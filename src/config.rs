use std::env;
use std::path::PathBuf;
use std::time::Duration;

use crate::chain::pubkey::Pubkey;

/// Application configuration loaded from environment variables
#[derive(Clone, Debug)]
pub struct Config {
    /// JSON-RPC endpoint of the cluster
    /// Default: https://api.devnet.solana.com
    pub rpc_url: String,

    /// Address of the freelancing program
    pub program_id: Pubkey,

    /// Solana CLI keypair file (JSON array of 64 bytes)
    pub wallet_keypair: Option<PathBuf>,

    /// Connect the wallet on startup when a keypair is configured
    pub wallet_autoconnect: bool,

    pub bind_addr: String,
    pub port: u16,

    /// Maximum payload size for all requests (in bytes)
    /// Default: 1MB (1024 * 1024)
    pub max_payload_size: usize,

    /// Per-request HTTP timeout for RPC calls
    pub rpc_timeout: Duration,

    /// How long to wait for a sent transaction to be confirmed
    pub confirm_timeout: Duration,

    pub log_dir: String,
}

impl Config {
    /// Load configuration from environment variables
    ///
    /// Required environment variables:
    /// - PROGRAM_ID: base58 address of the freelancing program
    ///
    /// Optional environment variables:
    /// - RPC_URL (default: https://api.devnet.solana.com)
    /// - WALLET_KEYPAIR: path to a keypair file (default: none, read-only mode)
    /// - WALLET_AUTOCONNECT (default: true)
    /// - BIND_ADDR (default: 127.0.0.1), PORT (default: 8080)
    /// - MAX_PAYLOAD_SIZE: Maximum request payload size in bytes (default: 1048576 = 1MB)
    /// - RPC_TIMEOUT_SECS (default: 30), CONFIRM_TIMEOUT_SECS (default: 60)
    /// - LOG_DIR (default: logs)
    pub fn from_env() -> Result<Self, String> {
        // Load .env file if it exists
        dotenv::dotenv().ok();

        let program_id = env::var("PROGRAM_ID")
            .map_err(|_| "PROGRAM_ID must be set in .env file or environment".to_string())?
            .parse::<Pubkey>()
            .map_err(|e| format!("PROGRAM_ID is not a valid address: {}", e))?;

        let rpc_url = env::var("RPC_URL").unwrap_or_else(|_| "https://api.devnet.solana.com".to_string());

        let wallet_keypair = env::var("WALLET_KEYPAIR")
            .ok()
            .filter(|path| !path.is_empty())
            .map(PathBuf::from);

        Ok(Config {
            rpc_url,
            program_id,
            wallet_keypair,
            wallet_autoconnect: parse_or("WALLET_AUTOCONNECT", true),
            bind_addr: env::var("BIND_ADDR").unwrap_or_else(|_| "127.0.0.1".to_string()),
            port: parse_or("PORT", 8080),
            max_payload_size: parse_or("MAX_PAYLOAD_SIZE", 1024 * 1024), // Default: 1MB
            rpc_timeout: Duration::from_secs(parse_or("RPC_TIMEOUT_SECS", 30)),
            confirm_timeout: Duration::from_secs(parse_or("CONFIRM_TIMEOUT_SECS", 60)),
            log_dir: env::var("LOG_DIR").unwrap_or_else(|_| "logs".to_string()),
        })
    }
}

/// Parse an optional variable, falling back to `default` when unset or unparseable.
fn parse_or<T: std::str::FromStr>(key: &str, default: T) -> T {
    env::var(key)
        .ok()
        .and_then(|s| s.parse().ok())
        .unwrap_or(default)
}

========

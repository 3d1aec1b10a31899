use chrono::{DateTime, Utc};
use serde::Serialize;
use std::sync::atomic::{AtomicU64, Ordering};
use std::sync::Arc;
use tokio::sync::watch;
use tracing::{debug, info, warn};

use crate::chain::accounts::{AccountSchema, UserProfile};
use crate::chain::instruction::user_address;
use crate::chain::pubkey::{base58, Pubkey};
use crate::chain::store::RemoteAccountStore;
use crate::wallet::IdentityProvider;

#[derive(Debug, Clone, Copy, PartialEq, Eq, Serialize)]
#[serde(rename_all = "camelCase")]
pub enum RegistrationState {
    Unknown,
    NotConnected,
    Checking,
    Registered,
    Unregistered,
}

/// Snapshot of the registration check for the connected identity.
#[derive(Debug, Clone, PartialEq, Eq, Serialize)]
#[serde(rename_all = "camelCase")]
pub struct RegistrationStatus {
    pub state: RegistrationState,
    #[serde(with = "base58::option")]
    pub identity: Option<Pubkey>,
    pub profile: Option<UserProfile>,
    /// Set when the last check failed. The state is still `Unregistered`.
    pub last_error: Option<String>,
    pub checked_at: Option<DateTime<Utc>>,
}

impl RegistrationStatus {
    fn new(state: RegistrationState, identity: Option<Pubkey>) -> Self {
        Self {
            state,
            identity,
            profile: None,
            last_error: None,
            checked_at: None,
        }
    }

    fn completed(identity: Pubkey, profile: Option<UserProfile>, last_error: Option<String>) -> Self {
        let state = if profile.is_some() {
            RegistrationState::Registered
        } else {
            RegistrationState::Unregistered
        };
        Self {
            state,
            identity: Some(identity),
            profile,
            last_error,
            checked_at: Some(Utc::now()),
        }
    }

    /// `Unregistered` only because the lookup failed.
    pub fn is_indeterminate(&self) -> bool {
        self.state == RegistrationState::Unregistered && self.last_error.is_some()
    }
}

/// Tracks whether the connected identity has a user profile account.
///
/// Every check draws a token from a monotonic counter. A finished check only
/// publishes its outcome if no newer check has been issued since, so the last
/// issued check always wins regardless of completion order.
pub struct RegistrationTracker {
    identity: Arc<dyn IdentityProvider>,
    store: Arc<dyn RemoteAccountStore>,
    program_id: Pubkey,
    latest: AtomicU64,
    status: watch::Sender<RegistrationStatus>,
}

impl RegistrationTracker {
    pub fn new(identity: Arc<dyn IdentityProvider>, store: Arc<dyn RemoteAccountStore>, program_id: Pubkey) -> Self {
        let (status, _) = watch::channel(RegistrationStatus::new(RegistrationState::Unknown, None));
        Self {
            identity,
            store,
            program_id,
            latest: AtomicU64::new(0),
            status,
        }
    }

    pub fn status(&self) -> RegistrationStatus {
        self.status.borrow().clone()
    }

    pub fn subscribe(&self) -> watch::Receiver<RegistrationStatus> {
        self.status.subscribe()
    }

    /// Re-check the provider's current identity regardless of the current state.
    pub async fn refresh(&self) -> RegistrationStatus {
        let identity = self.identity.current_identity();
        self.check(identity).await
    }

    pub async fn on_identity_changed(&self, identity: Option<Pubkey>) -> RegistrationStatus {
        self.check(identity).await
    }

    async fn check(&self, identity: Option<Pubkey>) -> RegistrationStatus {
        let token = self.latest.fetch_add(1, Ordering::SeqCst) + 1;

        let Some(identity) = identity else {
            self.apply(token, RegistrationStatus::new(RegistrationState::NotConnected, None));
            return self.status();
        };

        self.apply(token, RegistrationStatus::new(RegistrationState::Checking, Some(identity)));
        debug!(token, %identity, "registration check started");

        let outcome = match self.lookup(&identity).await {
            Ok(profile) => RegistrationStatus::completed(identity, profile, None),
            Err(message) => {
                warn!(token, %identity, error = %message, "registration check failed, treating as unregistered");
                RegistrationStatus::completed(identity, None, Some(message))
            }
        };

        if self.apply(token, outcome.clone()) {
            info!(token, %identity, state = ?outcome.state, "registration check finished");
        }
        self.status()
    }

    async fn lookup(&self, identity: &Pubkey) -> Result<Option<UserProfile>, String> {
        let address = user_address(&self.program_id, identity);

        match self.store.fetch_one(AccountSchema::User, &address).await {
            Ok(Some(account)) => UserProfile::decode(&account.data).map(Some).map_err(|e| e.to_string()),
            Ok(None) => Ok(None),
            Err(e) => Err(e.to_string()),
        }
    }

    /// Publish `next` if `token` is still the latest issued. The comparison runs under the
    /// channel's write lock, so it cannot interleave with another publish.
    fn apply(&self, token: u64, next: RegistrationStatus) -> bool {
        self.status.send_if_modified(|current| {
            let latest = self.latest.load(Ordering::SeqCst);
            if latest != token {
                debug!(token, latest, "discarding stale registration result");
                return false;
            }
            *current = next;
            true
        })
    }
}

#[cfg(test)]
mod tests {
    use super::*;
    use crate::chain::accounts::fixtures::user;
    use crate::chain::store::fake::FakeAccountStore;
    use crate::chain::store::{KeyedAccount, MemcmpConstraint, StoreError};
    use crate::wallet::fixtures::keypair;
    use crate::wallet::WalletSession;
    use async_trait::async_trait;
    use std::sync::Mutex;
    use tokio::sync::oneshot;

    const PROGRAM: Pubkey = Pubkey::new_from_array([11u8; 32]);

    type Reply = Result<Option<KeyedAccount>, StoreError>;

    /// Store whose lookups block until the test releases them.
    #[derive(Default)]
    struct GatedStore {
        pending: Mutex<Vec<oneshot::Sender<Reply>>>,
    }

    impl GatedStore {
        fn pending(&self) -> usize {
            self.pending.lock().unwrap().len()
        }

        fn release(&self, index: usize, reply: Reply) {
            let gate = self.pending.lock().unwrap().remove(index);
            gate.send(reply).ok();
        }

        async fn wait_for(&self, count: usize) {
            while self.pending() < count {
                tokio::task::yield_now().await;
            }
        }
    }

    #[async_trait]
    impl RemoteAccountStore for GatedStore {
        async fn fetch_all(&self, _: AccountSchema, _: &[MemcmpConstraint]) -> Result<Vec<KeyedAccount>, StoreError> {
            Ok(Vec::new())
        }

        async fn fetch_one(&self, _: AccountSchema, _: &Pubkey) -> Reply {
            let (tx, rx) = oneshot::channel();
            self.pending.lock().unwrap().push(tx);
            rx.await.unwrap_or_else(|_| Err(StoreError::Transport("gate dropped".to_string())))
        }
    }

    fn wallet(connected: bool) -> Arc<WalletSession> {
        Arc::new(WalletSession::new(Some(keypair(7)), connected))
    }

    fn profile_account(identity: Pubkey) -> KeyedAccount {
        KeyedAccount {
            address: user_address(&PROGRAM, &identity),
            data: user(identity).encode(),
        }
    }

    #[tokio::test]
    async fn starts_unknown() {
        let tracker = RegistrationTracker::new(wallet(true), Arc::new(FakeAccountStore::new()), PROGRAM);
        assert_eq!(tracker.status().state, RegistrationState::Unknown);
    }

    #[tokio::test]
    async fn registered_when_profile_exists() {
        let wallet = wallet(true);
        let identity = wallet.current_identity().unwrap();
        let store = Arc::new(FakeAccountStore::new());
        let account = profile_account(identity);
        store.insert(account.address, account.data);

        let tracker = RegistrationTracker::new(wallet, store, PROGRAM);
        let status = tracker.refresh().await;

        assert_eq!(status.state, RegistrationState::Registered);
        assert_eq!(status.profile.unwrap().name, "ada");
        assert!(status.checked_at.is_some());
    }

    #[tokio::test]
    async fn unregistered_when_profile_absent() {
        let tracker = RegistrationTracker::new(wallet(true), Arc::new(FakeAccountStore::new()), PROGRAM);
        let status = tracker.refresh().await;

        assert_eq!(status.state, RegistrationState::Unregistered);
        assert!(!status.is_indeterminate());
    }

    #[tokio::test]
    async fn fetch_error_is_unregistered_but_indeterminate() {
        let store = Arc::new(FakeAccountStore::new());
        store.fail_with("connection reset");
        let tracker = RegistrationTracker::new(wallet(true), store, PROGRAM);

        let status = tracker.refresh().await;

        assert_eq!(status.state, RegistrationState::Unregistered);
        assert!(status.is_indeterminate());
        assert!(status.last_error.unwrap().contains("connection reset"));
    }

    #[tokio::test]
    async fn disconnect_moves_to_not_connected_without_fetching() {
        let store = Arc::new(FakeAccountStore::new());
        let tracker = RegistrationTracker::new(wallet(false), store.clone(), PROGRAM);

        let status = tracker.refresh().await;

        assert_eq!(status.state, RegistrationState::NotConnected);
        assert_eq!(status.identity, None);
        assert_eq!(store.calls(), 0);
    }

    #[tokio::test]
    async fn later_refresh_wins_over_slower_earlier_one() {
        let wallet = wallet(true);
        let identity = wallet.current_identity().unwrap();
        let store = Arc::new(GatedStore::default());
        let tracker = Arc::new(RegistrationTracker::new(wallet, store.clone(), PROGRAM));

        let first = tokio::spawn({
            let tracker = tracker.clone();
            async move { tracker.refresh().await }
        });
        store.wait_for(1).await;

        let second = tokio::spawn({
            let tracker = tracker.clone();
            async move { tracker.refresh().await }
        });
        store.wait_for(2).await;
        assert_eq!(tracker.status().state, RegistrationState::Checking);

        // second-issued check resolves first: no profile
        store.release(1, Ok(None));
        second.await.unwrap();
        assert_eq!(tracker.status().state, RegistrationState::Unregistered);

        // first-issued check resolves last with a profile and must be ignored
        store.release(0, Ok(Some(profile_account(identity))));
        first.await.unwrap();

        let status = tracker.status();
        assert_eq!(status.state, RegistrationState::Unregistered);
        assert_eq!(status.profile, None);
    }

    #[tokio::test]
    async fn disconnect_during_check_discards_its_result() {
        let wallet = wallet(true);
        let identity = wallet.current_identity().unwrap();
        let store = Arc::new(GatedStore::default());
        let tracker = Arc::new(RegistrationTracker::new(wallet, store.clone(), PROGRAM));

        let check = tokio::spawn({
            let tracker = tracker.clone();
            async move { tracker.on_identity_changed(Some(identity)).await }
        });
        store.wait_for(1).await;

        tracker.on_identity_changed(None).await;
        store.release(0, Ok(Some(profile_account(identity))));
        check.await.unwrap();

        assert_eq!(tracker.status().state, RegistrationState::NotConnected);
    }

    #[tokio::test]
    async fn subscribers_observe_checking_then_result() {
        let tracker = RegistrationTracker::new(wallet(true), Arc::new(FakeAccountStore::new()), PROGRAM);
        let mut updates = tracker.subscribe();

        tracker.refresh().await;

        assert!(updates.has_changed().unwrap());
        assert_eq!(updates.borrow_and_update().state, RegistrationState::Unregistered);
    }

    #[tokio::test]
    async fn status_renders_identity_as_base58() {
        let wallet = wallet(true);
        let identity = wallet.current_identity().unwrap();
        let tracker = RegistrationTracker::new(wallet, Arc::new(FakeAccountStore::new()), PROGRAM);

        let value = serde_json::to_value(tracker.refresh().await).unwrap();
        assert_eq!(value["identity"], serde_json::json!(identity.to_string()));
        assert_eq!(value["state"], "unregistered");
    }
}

========

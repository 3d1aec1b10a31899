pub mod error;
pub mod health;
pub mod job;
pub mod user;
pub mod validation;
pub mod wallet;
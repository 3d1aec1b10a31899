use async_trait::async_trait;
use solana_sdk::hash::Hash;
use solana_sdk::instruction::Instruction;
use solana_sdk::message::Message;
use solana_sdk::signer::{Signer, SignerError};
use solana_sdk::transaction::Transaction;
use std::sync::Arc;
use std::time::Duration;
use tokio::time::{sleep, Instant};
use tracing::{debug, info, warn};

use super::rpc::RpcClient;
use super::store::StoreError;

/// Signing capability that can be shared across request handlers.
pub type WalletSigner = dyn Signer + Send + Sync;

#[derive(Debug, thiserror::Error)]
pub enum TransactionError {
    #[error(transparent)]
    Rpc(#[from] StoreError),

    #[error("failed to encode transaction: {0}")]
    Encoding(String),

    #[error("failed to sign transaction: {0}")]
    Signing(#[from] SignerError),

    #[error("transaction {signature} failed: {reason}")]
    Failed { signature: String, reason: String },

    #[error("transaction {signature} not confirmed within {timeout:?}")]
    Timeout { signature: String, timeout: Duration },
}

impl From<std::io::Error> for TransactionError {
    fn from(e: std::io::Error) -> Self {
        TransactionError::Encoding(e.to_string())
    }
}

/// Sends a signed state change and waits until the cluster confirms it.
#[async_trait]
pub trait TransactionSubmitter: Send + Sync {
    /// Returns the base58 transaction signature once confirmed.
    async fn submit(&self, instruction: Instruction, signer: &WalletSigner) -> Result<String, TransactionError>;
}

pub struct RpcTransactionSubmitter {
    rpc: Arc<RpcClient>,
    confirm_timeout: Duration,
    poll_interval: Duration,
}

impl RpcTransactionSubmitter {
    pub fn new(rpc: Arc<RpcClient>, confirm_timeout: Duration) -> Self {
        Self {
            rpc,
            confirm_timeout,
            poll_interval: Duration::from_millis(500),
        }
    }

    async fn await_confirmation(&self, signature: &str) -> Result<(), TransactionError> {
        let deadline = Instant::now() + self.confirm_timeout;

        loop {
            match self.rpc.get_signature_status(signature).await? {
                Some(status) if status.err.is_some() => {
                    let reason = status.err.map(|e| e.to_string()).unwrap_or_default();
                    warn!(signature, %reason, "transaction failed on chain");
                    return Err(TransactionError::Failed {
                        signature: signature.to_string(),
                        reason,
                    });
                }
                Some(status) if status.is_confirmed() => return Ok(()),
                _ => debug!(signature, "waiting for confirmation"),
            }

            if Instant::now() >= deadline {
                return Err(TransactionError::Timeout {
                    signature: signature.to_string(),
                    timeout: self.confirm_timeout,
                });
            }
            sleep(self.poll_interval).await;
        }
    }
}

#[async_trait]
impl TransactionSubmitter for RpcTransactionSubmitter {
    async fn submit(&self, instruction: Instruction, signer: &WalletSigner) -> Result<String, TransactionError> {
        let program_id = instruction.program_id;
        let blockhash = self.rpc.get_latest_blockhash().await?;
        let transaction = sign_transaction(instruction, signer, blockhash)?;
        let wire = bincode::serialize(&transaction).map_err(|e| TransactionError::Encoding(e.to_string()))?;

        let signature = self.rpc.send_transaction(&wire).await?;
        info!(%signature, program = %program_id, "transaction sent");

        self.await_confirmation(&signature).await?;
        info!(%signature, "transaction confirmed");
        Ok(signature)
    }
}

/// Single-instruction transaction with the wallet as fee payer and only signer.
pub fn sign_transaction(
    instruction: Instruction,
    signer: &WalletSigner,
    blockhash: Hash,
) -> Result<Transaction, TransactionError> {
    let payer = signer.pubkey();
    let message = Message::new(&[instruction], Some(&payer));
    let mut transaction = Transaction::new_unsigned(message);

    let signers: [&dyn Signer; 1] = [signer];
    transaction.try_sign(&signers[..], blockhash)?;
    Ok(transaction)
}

========

Task instructions »
Set down, from the entries above, exactly the lines from the one with "filename src/config.rs" up to and including the one with "to be confirmed", and no other lines.

Exercise output »
filename src/config.rs
use std::env;
use std::path::PathBuf;
use std::time::Duration;

use crate::chain::pubkey::Pubkey;

/// Application configuration loaded from environment variables
#[derive(Clone, Debug)]
pub struct Config {
    /// JSON-RPC endpoint of the cluster
    /// Default: https://api.devnet.solana.com
    pub rpc_url: String,

    /// Address of the freelancing program
    pub program_id: Pubkey,

    /// Solana CLI keypair file (JSON array of 64 bytes)
    pub wallet_keypair: Option<PathBuf>,

    /// Connect the wallet on startup when a keypair is configured
    pub wallet_autoconnect: bool,

    pub bind_addr: String,
    pub port: u16,

    /// Maximum payload size for all requests (in bytes)
    /// Default: 1MB (1024 * 1024)
    pub max_payload_size: usize,

    /// Per-request HTTP timeout for RPC calls
    pub rpc_timeout: Duration,

    /// How long to wait for a sent transaction to be confirmed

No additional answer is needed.